Die deutsche Regierung solle dem Außenminister des Sudan „mit allem Nachdruck deutlich
machen, dass er in Deutschland nicht willkommen ist, solange der Konvertitin nach
einem absurden Strafverfahren der Tod durch Erhängen droht“. Sudans Außenminister
Ali Ahmed Karti will am 4. Juni in Berlin an einer Veranstaltung des Afrika-Vereins
mitwirken. Auch das UNO-Hochkommissariat für Menschenrechte hatte mit Empörung auf
die Verurteilung reagiert. Bereits 400.000 Menschen in aller Welt haben eine Petition
zur Freilassung der Frau auf der Internetseite unterzeichnet. Noch einmal Erzbischof
Tomasi:
„Es ist sicher sehr hilfreich, auf internationaler Ebene eine öffentliche
Meinung herzustellen, die der Regierung und dem Justizsystem des Sudan das Völkerrecht
vor Augen führt. Denn die große Aufmerksamkeit für solche Fälle kann zu einem Dialog
und zum Nachdenken über den Vorrang des Völkerrechts vor lokalem Recht führen, vor
allem bei Grundrechten, die wirklich von allen respektiert werden sollten. Das ist
die Strasse in die Zukunft des menschlichen Zusammenlebens. Wir sind jetzt in einer
globalen Welt, wo die Unterschiede sich multiplizieren; wir leben in einem Pluralismus
der Religionen, Kulturen und Lebensstile. Wenn wir eine Weise des friedlichen Zusammenlebens
finden wollen, müssen wir vom Respekt vor dem Menschen und seiner Würde ausgehen.“
Am
18. April hatte es im Fall Meriam Yahia Ibrahim eine gerichtliche Anhörung gegeben;
dabei hatten drei Zeugen ausgesagt, sie sei in einer christlichen Familie aufgewachsen,
doch dies genügte den Richtern nicht.

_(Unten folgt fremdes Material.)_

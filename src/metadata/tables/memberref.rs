//! The `MemberRef` table (0x0A): references to fields and methods of other types, including
//! the constructors of attributes defined outside the module.

use crate::{
    file::io::read_le_at_dyn,
    metadata::{
        tables::{CodedIndex, CodedIndexType, RowReadable, TableId, TableInfo},
        token::Token,
    },
    Result,
};

/// A raw `MemberRef` row.
#[derive(Clone, Debug)]
pub struct MemberRefRaw {
    /// Row id
    pub rid: u32,
    /// Metadata token
    pub token: Token,
    /// Owner of the member
    pub class: CodedIndex,
    /// `#Strings` index of the member name
    pub name: u32,
    /// `#Blob` index of the member signature
    pub signature: u32,
}

impl RowReadable for MemberRefRaw {
    const TABLE_ID: TableId = TableId::MemberRef;

    fn read_row(data: &[u8], offset: &mut usize, rid: u32, sizes: &TableInfo) -> Result<Self> {
        Ok(MemberRefRaw {
            rid,
            token: Token::from_parts(Self::TABLE_ID.id(), rid),
            class: CodedIndex::read(data, offset, sizes, CodedIndexType::MemberRefParent)?,
            name: read_le_at_dyn(data, offset, sizes.is_large_str())?,
            signature: read_le_at_dyn(data, offset, sizes.is_large_blob())?,
        })
    }
}
//! Memory-mapped backend for PE images on disk.

use super::Backend;
use crate::{
    Error::{FileError, OutOfBounds},
    Result,
};

use memmap2::Mmap;
use std::{fs, path::Path};

/// Read-only memory map of a file on disk
#[derive(Debug)]
pub struct Physical {
    data: Mmap,
}

impl Physical {
    /// Open and map the file at `path`
    ///
    /// # Errors
    /// Returns [`crate::Error::FileError`] if the file cannot be opened or mapped.
    pub fn new(path: impl AsRef<Path>) -> Result<Physical> {
        let file = fs::File::open(path).map_err(FileError)?;

        // The mapping is read-only; inputs are build artifacts that are not rewritten while
        // the generator runs.
        let mmap = unsafe { Mmap::map(&file) }.map_err(FileError)?;

        Ok(Physical { data: mmap })
    }
}

impl Backend for Physical {
    fn data_slice(&self, offset: usize, len: usize) -> Result<&[u8]> {
        let Some(offset_end) = offset.checked_add(len) else {
            return Err(OutOfBounds);
        };

        if offset_end > self.data.len() {
            return Err(OutOfBounds);
        }

        Ok(&self.data[offset..offset_end])
    }

    fn data(&self) -> &[u8] {
        self.data.as_ref()
    }

    fn len(&self) -> usize {
        self.data.len()
    }
}

#[cfg(test)]
mod tests {
    use super::*;
    use std::io::Write;

    #[test]
    fn physical() {
        let mut temp = tempfile::NamedTempFile::new().unwrap();
        temp.write_all(&[0x4D, 0x5A, 0x90, 0x00, 0x03]).unwrap();
        temp.flush().unwrap();

        let physical = Physical::new(temp.path()).unwrap();

        assert_eq!(physical.len(), 5);
        assert_eq!(physical.data()[0], 0x4D);
        assert_eq!(physical.data_slice(2, 3).unwrap(), &[0x90, 0x00, 0x03]);
        assert!(physical.data_slice(4, 2).is_err());
    }

    #[test]
    fn physical_missing_file() {
        match Physical::new("/nonexistent/path/to/file.dll") {
            Err(FileError(io_error)) => {
                assert_eq!(io_error.kind(), std::io::ErrorKind::NotFound);
            }
            _ => panic!("Expected FileError"),
        }
    }
}
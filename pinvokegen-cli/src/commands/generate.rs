use std::path::{Path, PathBuf};

use anyhow::Context;
use pinvokegen::{Generator, GeneratorOptions};
use serde::Serialize;

use crate::{app::GlobalOptions, commands::common::expand_inputs, output::print_output};

#[derive(Debug, Serialize)]
struct GenerateOutput {
    output: String,
    assemblies: usize,
    modules: Vec<String>,
}

pub fn run(
    modules: &[String],
    output: &Path,
    assemblies: &[PathBuf],
    opts: &GlobalOptions,
) -> anyhow::Result<()> {
    let assemblies = expand_inputs(assemblies)?;

    let options = GeneratorOptions::new()
        .modules(modules.iter().cloned())
        .assemblies(assemblies.iter().cloned())
        .output(output);
    Generator::new(options)
        .write()
        .with_context(|| format!("failed to generate {}", output.display()))?;

    let summary = GenerateOutput {
        output: output.display().to_string(),
        assemblies: assemblies.len(),
        modules: modules.to_vec(),
    };

    print_output(&summary, opts, |out| {
        println!(
            "Wrote {} ({} modules scanned, {} native modules)",
            out.output,
            out.assemblies,
            out.modules.len()
        );
    })
}
use std::sync::Arc;
use strum::{EnumCount, IntoEnumIterator};

use crate::{
    file::io::read_le_at,
    metadata::tables::{CodedIndexType, Column, TableId},
    Error::OutOfBounds,
    Result,
};

/// Row count of one table and the width of indexes into it.
#[derive(Clone, Copy, Default, PartialEq, Eq, Debug)]
pub struct TableRowInfo {
    /// Number of rows
    pub rows: u32,
    /// Bits needed to store any row index of this table
    pub bits: u8,
    /// `true` if indexes into this table take 4 bytes
    pub is_large: bool,
}

impl TableRowInfo {
    /// Compute the index width for a table with `rows` rows
    #[must_use]
    pub fn new(rows: u32) -> Self {
        let bits = if rows == 0 {
            1
        } else {
            (32 - rows.leading_zeros()) as u8
        };

        Self {
            rows,
            bits,
            is_large: rows > u32::from(u16::MAX),
        }
    }
}

/// Sizing information for all tables and heap indexes of a `#~` stream.
///
/// Every column that references a heap or a table is 2 or 4 bytes wide depending on the size
/// of its target, so the row layout of a module is only known once all row counts are read.
#[derive(Clone, Default, Debug)]
pub struct TableInfo {
    rows: Vec<TableRowInfo>,
    coded_indexes: Vec<u8>,
    is_large_index_str: bool,
    is_large_index_guid: bool,
    is_large_index_blob: bool,
}

/// Shared reference to a [`TableInfo`]
pub type TableInfoRef = Arc<TableInfo>;

impl TableInfo {
    /// Read the row counts that follow the fixed tables header.
    ///
    /// Tables with a bit set in `valid` beyond the known range still carry a row count, which
    /// is consumed so the returned offset points at the first table row.
    ///
    /// # Errors
    /// Returns [`crate::Error::OutOfBounds`] if the row counts are truncated.
    pub fn new(data: &[u8], valid_bitvec: u64, heap_size_flags: u8) -> Result<(Self, usize)> {
        let mut rows = vec![TableRowInfo::default(); TableId::COUNT];
        let mut offset = 24;

        for bit in 0..64_usize {
            if valid_bitvec & (1_u64 << bit) == 0 {
                continue;
            }

            if offset + 4 > data.len() {
                return Err(OutOfBounds);
            }

            let row_count = read_le_at::<u32>(data, &mut offset)?;
            if let Some(info) = rows.get_mut(bit) {
                *info = TableRowInfo::new(row_count);
            }
        }

        let mut table_info = TableInfo {
            rows,
            coded_indexes: vec![0; CodedIndexType::COUNT],
            is_large_index_str: heap_size_flags & 0x01 != 0,
            is_large_index_guid: heap_size_flags & 0x02 != 0,
            is_large_index_blob: heap_size_flags & 0x04 != 0,
        };
        table_info.calculate_coded_index_bits();

        Ok((table_info, offset))
    }

    #[cfg(test)]
    pub(crate) fn new_test(
        valid_tables: &[(TableId, u32)],
        large_str: bool,
        large_blob: bool,
        large_guid: bool,
    ) -> Self {
        let mut table_info = TableInfo {
            rows: vec![TableRowInfo::default(); TableId::COUNT],
            coded_indexes: vec![0; CodedIndexType::COUNT],
            is_large_index_str: large_str,
            is_large_index_guid: large_guid,
            is_large_index_blob: large_blob,
        };

        for (table, rows) in valid_tables {
            table_info.rows[*table as usize] = TableRowInfo::new(*rows);
        }

        table_info.calculate_coded_index_bits();
        table_info
    }

    /// Row information for `table`
    #[must_use]
    pub fn get(&self, table: TableId) -> &TableRowInfo {
        &self.rows[table as usize]
    }

    /// `true` if indexes into `table` are 4 bytes
    #[must_use]
    pub fn is_large(&self, table: TableId) -> bool {
        self.rows[table as usize].is_large
    }

    /// `true` if `#Strings` indexes are 4 bytes
    #[must_use]
    pub fn is_large_str(&self) -> bool {
        self.is_large_index_str
    }

    /// `true` if `#GUID` indexes are 4 bytes
    #[must_use]
    pub fn is_large_guid(&self) -> bool {
        self.is_large_index_guid
    }

    /// `true` if `#Blob` indexes are 4 bytes
    #[must_use]
    pub fn is_large_blob(&self) -> bool {
        self.is_large_index_blob
    }

    /// Width of a coded index of `coded_index_type`
    #[must_use]
    pub fn coded_index_bytes(&self, coded_index_type: CodedIndexType) -> u8 {
        if self.coded_indexes[coded_index_type as usize] > 16 {
            4
        } else {
            2
        }
    }

    /// Width of one column
    #[must_use]
    pub fn column_bytes(&self, column: Column) -> u8 {
        let wide = |large: bool| if large { 4 } else { 2 };

        match column {
            Column::U16 => 2,
            Column::U32 => 4,
            Column::Str => wide(self.is_large_index_str),
            Column::Guid => wide(self.is_large_index_guid),
            Column::Blob => wide(self.is_large_index_blob),
            Column::Index(table) => wide(self.is_large(table)),
            Column::Coded(coded_index_type) => self.coded_index_bytes(coded_index_type),
        }
    }

    /// Size in bytes of one row of `table`
    #[must_use]
    pub fn row_size(&self, table: TableId) -> u32 {
        table
            .columns()
            .iter()
            .map(|column| u32::from(self.column_bytes(*column)))
            .sum()
    }

    fn calculate_coded_index_bits(&mut self) {
        for coded_index_type in CodedIndexType::iter() {
            let max_bits = coded_index_type
                .tables()
                .iter()
                .map(|table| self.rows[*table as usize].bits)
                .max()
                .unwrap_or(1);

            self.coded_indexes[coded_index_type as usize] = max_bits + coded_index_type.tag_bits();
        }
    }
}

#[cfg(test)]
mod tests {
    use super::*;

    #[test]
    fn small_row_sizes() {
        let info = TableInfo::new_test(
            &[(TableId::TypeDef, 3), (TableId::MethodDef, 5)],
            false,
            false,
            false,
        );

        assert_eq!(info.row_size(TableId::Module), 10);
        assert_eq!(info.row_size(TableId::TypeRef), 6);
        assert_eq!(info.row_size(TableId::TypeDef), 14);
        assert_eq!(info.row_size(TableId::MethodDef), 14);
        assert_eq!(info.row_size(TableId::CustomAttribute), 6);
        assert_eq!(info.row_size(TableId::ImplMap), 8);
        assert_eq!(info.row_size(TableId::Assembly), 22);
        assert_eq!(info.row_size(TableId::AssemblyRef), 20);
    }

    #[test]
    fn large_heaps_and_tables() {
        let info = TableInfo::new_test(&[(TableId::MethodDef, 0x1_0000)], true, true, true);

        assert!(info.is_large(TableId::MethodDef));
        assert!(!info.is_large(TableId::TypeDef));
        // 4 + 2 + 2 + str 4 + blob 4 + param 2
        assert_eq!(info.row_size(TableId::MethodDef), 18);
        // MethodDef needs 17 bits plus 5 tag bits
        assert_eq!(info.coded_index_bytes(CodedIndexType::HasCustomAttribute), 4);
        assert_eq!(info.coded_index_bytes(CodedIndexType::TypeDefOrRef), 2);
        assert_eq!(info.row_size(TableId::Module), 2 + 4 + 4 + 4 + 4);
    }

    #[test]
    fn coded_index_threshold() {
        // 2^11 rows need 12 bits; with 5 tag bits that is 17
        let info = TableInfo::new_test(&[(TableId::Param, 2048)], false, false, false);
        assert_eq!(info.coded_index_bytes(CodedIndexType::HasCustomAttribute), 4);

        let info = TableInfo::new_test(&[(TableId::Param, 2047)], false, false, false);
        assert_eq!(info.coded_index_bytes(CodedIndexType::HasCustomAttribute), 2);
    }

    #[test]
    fn reads_row_counts() {
        let mut data = vec![0_u8; 24];
        data.extend_from_slice(&1_u32.to_le_bytes());
        data.extend_from_slice(&7_u32.to_le_bytes());
        data.extend_from_slice(&9_u32.to_le_bytes());

        let valid = TableId::Module.bit() | TableId::MethodDef.bit() | (1_u64 << 0x30);
        let (info, offset) = TableInfo::new(&data, valid, 0x01).unwrap();

        assert_eq!(offset, 36);
        assert_eq!(info.get(TableId::Module).rows, 1);
        assert_eq!(info.get(TableId::MethodDef).rows, 7);
        assert!(info.is_large_str());
        assert!(!info.is_large_blob());

        assert!(matches!(
            TableInfo::new(&data[..30], valid, 0),
            Err(OutOfBounds)
        ));
    }
}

Die junge Frau ist Tochter einer orthodoxen
Christin aus Äthiopien und eines muslimischen Sudanesen. Ihr Vater verschwand, als
sie sechs Jahre alt war. So wurde sie als Christin erzogen und heiratete im Jahr 2012
den christlichen Südsudanesen Daniel Wani, der seit einigen Jahren US-Staatsbürger
ist. Doch nach islamischem Recht gehört sie als Tochter eines Muslims dem Islam an
und gilt als nicht verheiratet, da eine Ehe zwischen einer Muslimin und einem nicht-muslimischen
Ehemann offiziell nicht anerkannt wird. Da sie bereits ein Kind zur Welt gebracht
hat, wurde sie nun auch noch wegen vermeintlichen „Ehebruchs“ verurteilt.